WHAT IS BEING ASKED:
Determine the number of lines in these entries that hold the word "cleaned". Give the number and nothing more.

Collection entries:
◇ ◇ ◇
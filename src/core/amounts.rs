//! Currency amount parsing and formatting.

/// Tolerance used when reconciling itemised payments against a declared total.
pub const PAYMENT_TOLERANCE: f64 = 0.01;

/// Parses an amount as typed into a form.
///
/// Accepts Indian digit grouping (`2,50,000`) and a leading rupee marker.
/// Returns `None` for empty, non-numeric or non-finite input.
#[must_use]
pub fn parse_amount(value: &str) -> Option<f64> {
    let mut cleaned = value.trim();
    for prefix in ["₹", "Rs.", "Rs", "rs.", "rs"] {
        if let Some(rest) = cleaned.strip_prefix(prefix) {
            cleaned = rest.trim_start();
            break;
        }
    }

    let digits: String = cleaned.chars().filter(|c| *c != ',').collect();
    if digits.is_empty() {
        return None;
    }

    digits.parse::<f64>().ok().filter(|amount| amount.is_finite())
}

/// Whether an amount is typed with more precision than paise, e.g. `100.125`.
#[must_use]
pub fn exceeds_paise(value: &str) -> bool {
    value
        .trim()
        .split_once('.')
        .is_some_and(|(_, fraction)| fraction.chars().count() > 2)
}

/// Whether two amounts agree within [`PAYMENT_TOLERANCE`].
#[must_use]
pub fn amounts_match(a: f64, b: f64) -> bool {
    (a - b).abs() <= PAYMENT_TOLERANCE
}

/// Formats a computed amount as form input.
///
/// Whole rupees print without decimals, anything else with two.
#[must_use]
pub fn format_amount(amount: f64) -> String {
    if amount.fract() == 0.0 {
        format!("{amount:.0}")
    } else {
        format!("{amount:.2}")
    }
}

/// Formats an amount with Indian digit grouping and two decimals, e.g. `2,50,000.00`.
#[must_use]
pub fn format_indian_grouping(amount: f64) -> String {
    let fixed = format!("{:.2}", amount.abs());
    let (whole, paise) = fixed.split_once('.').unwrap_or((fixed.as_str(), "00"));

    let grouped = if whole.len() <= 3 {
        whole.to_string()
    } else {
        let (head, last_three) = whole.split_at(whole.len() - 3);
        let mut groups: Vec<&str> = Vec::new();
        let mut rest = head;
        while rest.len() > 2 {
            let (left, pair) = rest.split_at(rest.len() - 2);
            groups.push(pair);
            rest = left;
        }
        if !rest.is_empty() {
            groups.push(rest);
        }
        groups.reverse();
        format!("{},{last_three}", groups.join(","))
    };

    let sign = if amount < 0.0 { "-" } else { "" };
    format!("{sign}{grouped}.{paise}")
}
◇ ◇ ◇
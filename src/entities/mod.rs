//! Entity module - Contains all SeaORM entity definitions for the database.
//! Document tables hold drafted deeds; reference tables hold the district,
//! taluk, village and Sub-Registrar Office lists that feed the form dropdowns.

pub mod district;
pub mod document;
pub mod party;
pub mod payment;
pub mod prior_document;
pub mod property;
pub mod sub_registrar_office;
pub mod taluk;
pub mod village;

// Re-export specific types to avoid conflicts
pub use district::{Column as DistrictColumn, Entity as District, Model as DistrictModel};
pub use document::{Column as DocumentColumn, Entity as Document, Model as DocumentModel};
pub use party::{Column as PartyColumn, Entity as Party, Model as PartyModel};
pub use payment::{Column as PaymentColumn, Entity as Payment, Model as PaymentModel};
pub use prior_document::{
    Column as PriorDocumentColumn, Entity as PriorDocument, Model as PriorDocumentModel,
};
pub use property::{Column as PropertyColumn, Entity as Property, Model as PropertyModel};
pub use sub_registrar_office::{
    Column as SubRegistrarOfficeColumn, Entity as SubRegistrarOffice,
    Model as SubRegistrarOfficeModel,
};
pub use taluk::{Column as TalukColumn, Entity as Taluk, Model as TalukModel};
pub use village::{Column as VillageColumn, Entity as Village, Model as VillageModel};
◇ ◇ ◇
TASK RESULT:
4